//! Per-browser session state.

use std::collections::HashMap;
use std::sync::{Arc, Mutex, MutexGuard, PoisonError};
use std::time::Duration;

use nsehist_lib::{Configuration, DayProgress, Download, DownloadEstimate, FetchStats};
use serde::{Deserialize, Serialize};
use thiserror::Error;
use tokio::sync::RwLock;
use tokio::time::Instant;
use uuid::Uuid;

/// Unique identifier for a browser session.
pub type SessionId = Uuid;

/// Shared handle to one session.
pub type SessionHandle = Arc<Mutex<Session>>;

/// Status of a session's download.
#[derive(Debug, Clone, Copy, PartialEq, Eq, Serialize, Deserialize, Default)]
#[serde(rename_all = "snake_case")]
pub enum JobStatus {
    /// Nothing submitted yet, or the result was cleared.
    #[default]
    Idle,
    /// A download is running.
    Running,
    /// The last download produced a table.
    Completed,
    /// The last download matched nothing.
    NoData,
    /// The last download aborted.
    Failed,
}

impl JobStatus {
    /// Returns the status as a string identifier.
    #[must_use]
    pub const fn as_str(&self) -> &'static str {
        match self {
            Self::Idle => "idle",
            Self::Running => "running",
            Self::Completed => "completed",
            Self::NoData => "no_data",
            Self::Failed => "failed",
        }
    }
}

impl std::fmt::Display for JobStatus {
    fn fmt(&self, f: &mut std::fmt::Formatter<'_>) -> std::fmt::Result {
        write!(f, "{}", self.as_str())
    }
}

/// A second submit arrived while a download was still running.
#[derive(Error, Debug, Clone, Copy, PartialEq, Eq)]
#[error("A download is already running. Please wait for it to finish.")]
pub struct SessionBusy;

/// One browser's download state and result holder.
#[derive(Debug, Default)]
pub struct Session {
    status: JobStatus,
    config: Option<Configuration>,
    estimate: Option<DownloadEstimate>,
    progress: Option<DayProgress>,
    stats: Option<FetchStats>,
    result: Option<Download>,
    error: Option<String>,
    notice: Option<String>,
}

impl Session {
    /// Returns the download status.
    #[must_use]
    pub const fn status(&self) -> JobStatus {
        self.status
    }

    /// Returns the configuration of the current or last run.
    #[must_use]
    pub const fn config(&self) -> Option<&Configuration> {
        self.config.as_ref()
    }

    /// Returns the estimate made when the run started.
    #[must_use]
    pub const fn estimate(&self) -> Option<&DownloadEstimate> {
        self.estimate.as_ref()
    }

    /// Returns the latest per-day progress.
    #[must_use]
    pub const fn progress(&self) -> Option<&DayProgress> {
        self.progress.as_ref()
    }

    /// Returns the statistics of the last finished run.
    #[must_use]
    pub const fn stats(&self) -> Option<&FetchStats> {
        self.stats.as_ref()
    }

    /// Returns the stored result.
    #[must_use]
    pub const fn result(&self) -> Option<&Download> {
        self.result.as_ref()
    }

    /// Returns the error of the last failed run.
    #[must_use]
    pub fn error(&self) -> Option<&str> {
        self.error.as_deref()
    }

    /// Starts a run, dropping any previous result.
    ///
    /// # Errors
    ///
    /// Returns [`SessionBusy`] if a run is already in progress.
    pub fn begin(
        &mut self,
        config: Configuration,
        estimate: DownloadEstimate,
    ) -> Result<(), SessionBusy> {
        if self.status == JobStatus::Running {
            return Err(SessionBusy);
        }
        self.clear();
        self.status = JobStatus::Running;
        self.config = Some(config);
        self.estimate = Some(estimate);
        Ok(())
    }

    /// Records per-day progress of the running download.
    pub fn update(&mut self, progress: DayProgress) {
        self.progress = Some(progress);
    }

    /// Stores a finished download.
    pub fn store(&mut self, download: Download) {
        self.stats = Some(download.report().stats());
        self.result = Some(download);
        self.status = JobStatus::Completed;
    }

    /// Marks the run as finished without data.
    pub fn no_data(&mut self, stats: FetchStats) {
        self.stats = Some(stats);
        self.status = JobStatus::NoData;
    }

    /// Marks the run as aborted.
    pub fn fail(&mut self, message: impl Into<String>) {
        self.error = Some(message.into());
        self.status = JobStatus::Failed;
    }

    /// Drops the result and every trace of the last run.
    ///
    /// A pending notice survives.
    pub fn clear(&mut self) {
        let notice = self.notice.take();
        *self = Self {
            notice,
            ..Self::default()
        };
    }

    /// Leaves a one-shot message for the next page render.
    pub fn notify(&mut self, message: impl Into<String>) {
        self.notice = Some(message.into());
    }

    /// Takes the pending notice, if any.
    pub fn take_notice(&mut self) -> Option<String> {
        self.notice.take()
    }
}

/// Locks a session, recovering from a poisoned lock.
pub fn lock(handle: &SessionHandle) -> MutexGuard<'_, Session> {
    handle.lock().unwrap_or_else(PoisonError::into_inner)
}

/// Sessions idle for longer than this are dropped.
pub const DEFAULT_IDLE_TTL: Duration = Duration::from_secs(60 * 60);

/// Upper bound on live sessions.
pub const DEFAULT_MAX_SESSIONS: usize = 1024;

#[derive(Debug)]
struct Entry {
    handle: SessionHandle,
    last_seen: Instant,
}

impl Entry {
    fn is_running(&self) -> bool {
        lock(&self.handle).status() == JobStatus::Running
    }
}

/// All live sessions, keyed by cookie id.
///
/// Sessions not seen for `idle_ttl` are evicted, and the least recently
/// seen one makes room once `max_sessions` is reached. A session with a
/// running download is never evicted.
#[derive(Debug, Clone)]
pub struct SessionStore {
    sessions: Arc<RwLock<HashMap<SessionId, Entry>>>,
    idle_ttl: Duration,
    max_sessions: usize,
}

impl Default for SessionStore {
    fn default() -> Self {
        Self::with_limits(DEFAULT_IDLE_TTL, DEFAULT_MAX_SESSIONS)
    }
}

impl SessionStore {
    /// Creates an empty store with the default limits.
    #[must_use]
    pub fn new() -> Self {
        Self::default()
    }

    /// Creates an empty store with the given idle timeout and capacity.
    #[must_use]
    pub fn with_limits(idle_ttl: Duration, max_sessions: usize) -> Self {
        Self {
            sessions: Arc::default(),
            idle_ttl,
            max_sessions: max_sessions.max(1),
        }
    }

    /// Returns the session for `id`, if it exists, and marks it as seen.
    pub async fn get(&self, id: SessionId) -> Option<SessionHandle> {
        let mut sessions = self.sessions.write().await;
        let entry = sessions.get_mut(&id)?;
        entry.last_seen = Instant::now();
        Some(Arc::clone(&entry.handle))
    }

    /// Returns the session for `id`, creating one under a fresh id when
    /// `id` is absent or unknown. The flag is true for a new session.
    pub async fn get_or_create(&self, id: Option<SessionId>) -> (SessionId, SessionHandle, bool) {
        if let Some(id) = id {
            if let Some(handle) = self.get(id).await {
                return (id, handle, false);
            }
        }

        let now = Instant::now();
        let mut sessions = self.sessions.write().await;
        self.evict_idle(&mut sessions, now);
        if sessions.len() >= self.max_sessions {
            evict_least_recent(&mut sessions);
        }

        let id = Uuid::new_v4();
        let handle = SessionHandle::default();
        sessions.insert(
            id,
            Entry {
                handle: Arc::clone(&handle),
                last_seen: now,
            },
        );
        tracing::debug!(session = %id, live = sessions.len(), "created session");
        (id, handle, true)
    }

    /// Drops every idle session. Returns how many were removed.
    pub async fn sweep(&self) -> usize {
        let mut sessions = self.sessions.write().await;
        self.evict_idle(&mut sessions, Instant::now())
    }

    fn evict_idle(&self, sessions: &mut HashMap<SessionId, Entry>, now: Instant) -> usize {
        let before = sessions.len();
        sessions.retain(|_, entry| {
            now.duration_since(entry.last_seen) <= self.idle_ttl || entry.is_running()
        });
        let removed = before - sessions.len();
        if removed > 0 {
            tracing::debug!(removed, live = sessions.len(), "evicted idle sessions");
        }
        removed
    }

    /// Returns the number of live sessions.
    pub async fn len(&self) -> usize {
        self.sessions.read().await.len()
    }

    /// Returns true if there are no sessions.
    pub async fn is_empty(&self) -> bool {
        self.sessions.read().await.is_empty()
    }
}

fn evict_least_recent(sessions: &mut HashMap<SessionId, Entry>) {
    let oldest = sessions
        .iter()
        .filter(|(_, entry)| !entry.is_running())
        .min_by_key(|(_, entry)| entry.last_seen)
        .map(|(id, _)| *id);
    if let Some(id) = oldest {
        sessions.remove(&id);
        tracing::debug!(session = %id, "evicted least recently seen session");
    }
}

#[cfg(test)]
mod tests {
    use super::*;
    use chrono::NaiveDate;
    use nsehist_lib::{DateRange, InstrumentType, Timeframe};

    fn config() -> Configuration {
        let from = NaiveDate::from_ymd_opt(2025, 1, 1).unwrap();
        let to = NaiveDate::from_ymd_opt(2025, 1, 31).unwrap();
        Configuration::new(
            InstrumentType::Index,
            "NIFTY 50",
            DateRange::new(from, to).unwrap(),
            Timeframe::Daily,
        )
    }

    fn estimate() -> DownloadEstimate {
        DownloadEstimate {
            calendar_days: 30,
            requests: 31,
            trading_days: 21,
            records: 21,
            duration: Duration::from_secs(15),
        }
    }

    #[test]
    fn test_second_begin_rejected_while_running() {
        let mut session = Session::default();
        session.begin(config(), estimate()).unwrap();
        assert_eq!(session.status(), JobStatus::Running);
        assert_eq!(session.begin(config(), estimate()), Err(SessionBusy));

        session.no_data(FetchStats::default());
        assert!(session.begin(config(), estimate()).is_ok());
    }

    #[test]
    fn test_clear_keeps_notice() {
        let mut session = Session::default();
        session.begin(config(), estimate()).unwrap();
        session.fail("boom");
        session.notify("hello");

        session.clear();
        assert_eq!(session.status(), JobStatus::Idle);
        assert!(session.config().is_none());
        assert!(session.error().is_none());
        assert_eq!(session.take_notice().as_deref(), Some("hello"));
        assert!(session.take_notice().is_none());
    }

    #[tokio::test]
    async fn test_store_reuses_known_ids() {
        let store = SessionStore::new();
        let (id, first, created) = store.get_or_create(None).await;
        assert!(created);

        let (same, second, created) = store.get_or_create(Some(id)).await;
        assert!(!created);
        assert_eq!(same, id);
        assert!(Arc::ptr_eq(&first, &second));

        let (other, _, created) = store.get_or_create(Some(Uuid::new_v4())).await;
        assert!(created);
        assert_ne!(other, id);
        assert_eq!(store.len().await, 2);
    }

    #[tokio::test(start_paused = true)]
    async fn test_idle_sessions_expire() {
        let store = SessionStore::with_limits(Duration::from_secs(60), 10);
        let (old, _, _) = store.get_or_create(None).await;
        tokio::time::advance(Duration::from_secs(30)).await;
        let (fresh, _, _) = store.get_or_create(None).await;
        tokio::time::advance(Duration::from_secs(45)).await;

        assert_eq!(store.sweep().await, 1);
        assert!(store.get(old).await.is_none());
        assert!(store.get(fresh).await.is_some());
    }

    #[tokio::test(start_paused = true)]
    async fn test_running_session_survives_sweep() {
        let store = SessionStore::with_limits(Duration::from_secs(60), 10);
        let (id, handle, _) = store.get_or_create(None).await;
        lock(&handle).begin(config(), estimate()).unwrap();

        tokio::time::advance(Duration::from_secs(600)).await;
        assert_eq!(store.sweep().await, 0);

        lock(&handle).no_data(FetchStats::default());
        assert_eq!(store.sweep().await, 1);
        assert!(store.get(id).await.is_none());
    }

    #[tokio::test(start_paused = true)]
    async fn test_capacity_evicts_least_recently_seen() {
        let store = SessionStore::with_limits(Duration::from_secs(3600), 2);
        let (a, _, _) = store.get_or_create(None).await;
        tokio::time::advance(Duration::from_secs(1)).await;
        let (b, _, _) = store.get_or_create(None).await;
        tokio::time::advance(Duration::from_secs(1)).await;
        assert!(store.get(a).await.is_some());

        let (c, _, _) = store.get_or_create(None).await;
        assert_eq!(store.len().await, 2);
        assert!(store.get(b).await.is_none());
        assert!(store.get(a).await.is_some());
        assert!(store.get(c).await.is_some());
    }
}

======

• [WORK TO COMPLETE]:
Each line that contains the string "oldest" should be copied from the data above.

• [RESULT OF THIS TASK]:
    let oldest = sessions
    if let Some(id) = oldest {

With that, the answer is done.